DATA LISTING START

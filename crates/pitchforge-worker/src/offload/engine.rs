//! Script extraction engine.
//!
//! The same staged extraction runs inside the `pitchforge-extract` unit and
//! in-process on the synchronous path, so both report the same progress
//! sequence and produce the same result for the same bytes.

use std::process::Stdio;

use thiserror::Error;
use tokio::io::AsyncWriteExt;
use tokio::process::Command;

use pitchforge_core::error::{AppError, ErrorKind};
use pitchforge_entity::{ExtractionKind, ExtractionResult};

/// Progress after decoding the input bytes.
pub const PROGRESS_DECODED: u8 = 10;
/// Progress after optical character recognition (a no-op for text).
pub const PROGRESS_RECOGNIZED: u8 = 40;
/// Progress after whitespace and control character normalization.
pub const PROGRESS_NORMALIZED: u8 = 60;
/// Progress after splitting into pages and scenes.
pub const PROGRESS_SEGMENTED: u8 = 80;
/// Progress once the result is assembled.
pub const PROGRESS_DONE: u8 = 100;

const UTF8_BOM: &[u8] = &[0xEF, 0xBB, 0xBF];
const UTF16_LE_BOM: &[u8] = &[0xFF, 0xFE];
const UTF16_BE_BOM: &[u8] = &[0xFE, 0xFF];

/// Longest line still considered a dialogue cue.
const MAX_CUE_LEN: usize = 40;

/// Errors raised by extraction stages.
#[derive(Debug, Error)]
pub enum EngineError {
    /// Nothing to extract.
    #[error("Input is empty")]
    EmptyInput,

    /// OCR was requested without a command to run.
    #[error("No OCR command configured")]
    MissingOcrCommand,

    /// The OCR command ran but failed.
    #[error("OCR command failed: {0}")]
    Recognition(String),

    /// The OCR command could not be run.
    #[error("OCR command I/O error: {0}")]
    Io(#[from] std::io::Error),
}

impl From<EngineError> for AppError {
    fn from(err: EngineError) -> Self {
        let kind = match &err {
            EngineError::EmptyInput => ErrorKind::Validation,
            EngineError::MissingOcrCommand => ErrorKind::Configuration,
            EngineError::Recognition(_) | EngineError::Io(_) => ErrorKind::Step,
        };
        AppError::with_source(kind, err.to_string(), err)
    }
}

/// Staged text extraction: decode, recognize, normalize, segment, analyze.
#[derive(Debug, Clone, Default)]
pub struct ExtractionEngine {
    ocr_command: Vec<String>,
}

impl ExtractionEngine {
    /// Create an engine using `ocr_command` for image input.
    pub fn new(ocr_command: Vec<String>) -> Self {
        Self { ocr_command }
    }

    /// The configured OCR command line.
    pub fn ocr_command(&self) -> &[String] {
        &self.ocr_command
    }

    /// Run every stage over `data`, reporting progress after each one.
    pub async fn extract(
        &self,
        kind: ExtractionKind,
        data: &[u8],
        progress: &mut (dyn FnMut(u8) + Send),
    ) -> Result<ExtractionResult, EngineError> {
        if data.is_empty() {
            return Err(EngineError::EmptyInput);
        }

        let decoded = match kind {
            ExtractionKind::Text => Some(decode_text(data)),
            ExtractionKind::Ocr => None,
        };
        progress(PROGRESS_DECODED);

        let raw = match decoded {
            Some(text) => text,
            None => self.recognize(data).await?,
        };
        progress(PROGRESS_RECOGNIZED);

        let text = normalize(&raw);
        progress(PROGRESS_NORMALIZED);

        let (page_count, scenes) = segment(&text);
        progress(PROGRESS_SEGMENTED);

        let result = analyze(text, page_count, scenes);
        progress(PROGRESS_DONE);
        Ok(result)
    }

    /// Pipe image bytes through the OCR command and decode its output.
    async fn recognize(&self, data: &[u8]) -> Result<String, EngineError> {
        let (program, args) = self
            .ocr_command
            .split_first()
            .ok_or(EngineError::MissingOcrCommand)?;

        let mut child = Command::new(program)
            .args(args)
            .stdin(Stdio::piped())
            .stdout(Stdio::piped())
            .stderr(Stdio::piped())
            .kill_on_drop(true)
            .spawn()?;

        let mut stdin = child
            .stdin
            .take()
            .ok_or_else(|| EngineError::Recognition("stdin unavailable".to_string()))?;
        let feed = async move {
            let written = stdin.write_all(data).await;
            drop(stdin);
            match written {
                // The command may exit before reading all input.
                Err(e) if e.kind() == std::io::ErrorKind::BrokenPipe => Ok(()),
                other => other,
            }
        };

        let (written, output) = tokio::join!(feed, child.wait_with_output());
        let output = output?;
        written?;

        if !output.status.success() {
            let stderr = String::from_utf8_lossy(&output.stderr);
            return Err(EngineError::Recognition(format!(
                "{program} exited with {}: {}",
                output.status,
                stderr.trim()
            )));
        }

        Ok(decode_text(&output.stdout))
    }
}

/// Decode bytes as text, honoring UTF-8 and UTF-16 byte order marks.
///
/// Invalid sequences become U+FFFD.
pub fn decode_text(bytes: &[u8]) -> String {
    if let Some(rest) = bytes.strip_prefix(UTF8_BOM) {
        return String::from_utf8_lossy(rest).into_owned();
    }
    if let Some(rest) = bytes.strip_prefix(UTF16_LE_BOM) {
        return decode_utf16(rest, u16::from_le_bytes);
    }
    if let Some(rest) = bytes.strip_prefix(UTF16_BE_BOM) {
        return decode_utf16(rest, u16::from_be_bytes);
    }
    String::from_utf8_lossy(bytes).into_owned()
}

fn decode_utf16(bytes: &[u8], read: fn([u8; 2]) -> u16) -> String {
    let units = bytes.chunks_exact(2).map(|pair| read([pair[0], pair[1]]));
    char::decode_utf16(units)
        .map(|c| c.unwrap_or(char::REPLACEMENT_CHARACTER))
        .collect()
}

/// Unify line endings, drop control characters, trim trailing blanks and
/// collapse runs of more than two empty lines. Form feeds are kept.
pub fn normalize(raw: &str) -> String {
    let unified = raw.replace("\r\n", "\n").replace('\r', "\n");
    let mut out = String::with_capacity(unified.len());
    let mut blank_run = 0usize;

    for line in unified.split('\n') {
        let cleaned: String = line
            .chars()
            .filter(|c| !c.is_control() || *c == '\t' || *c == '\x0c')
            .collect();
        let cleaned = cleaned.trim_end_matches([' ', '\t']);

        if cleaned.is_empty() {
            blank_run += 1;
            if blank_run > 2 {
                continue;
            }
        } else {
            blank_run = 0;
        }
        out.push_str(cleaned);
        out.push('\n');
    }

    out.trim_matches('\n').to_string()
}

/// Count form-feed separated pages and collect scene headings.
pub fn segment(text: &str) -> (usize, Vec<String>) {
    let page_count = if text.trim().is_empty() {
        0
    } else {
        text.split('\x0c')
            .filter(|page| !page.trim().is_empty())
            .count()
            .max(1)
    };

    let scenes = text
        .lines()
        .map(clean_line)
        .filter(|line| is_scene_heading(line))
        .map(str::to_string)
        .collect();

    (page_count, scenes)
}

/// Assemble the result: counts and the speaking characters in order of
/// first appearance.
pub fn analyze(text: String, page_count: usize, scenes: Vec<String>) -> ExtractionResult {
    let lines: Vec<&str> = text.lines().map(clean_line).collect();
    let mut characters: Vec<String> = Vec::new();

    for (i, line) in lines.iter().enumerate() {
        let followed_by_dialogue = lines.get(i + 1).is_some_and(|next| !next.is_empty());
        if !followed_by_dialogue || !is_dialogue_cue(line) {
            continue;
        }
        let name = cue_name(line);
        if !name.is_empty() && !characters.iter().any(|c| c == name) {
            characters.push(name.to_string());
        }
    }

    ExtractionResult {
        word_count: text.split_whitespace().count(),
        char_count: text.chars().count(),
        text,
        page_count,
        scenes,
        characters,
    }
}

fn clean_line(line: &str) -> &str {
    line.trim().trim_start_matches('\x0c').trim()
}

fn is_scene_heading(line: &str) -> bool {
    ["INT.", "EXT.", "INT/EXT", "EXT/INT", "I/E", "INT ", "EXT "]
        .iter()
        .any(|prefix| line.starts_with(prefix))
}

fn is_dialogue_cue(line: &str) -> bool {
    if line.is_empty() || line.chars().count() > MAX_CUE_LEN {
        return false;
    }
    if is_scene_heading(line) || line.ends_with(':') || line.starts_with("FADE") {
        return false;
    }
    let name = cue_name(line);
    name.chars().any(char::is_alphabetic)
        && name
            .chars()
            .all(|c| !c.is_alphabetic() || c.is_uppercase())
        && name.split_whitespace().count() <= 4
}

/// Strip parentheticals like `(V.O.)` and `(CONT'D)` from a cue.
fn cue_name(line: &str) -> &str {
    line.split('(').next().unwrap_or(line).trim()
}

DATA LISTING END

**EXERCISE OBJECTIVE:** Your response should contain each line of the listing in which the word "None" occurs.

**TASK ANSWER:**
            ExtractionKind::Ocr => None,
            None => self.recognize(data).await?,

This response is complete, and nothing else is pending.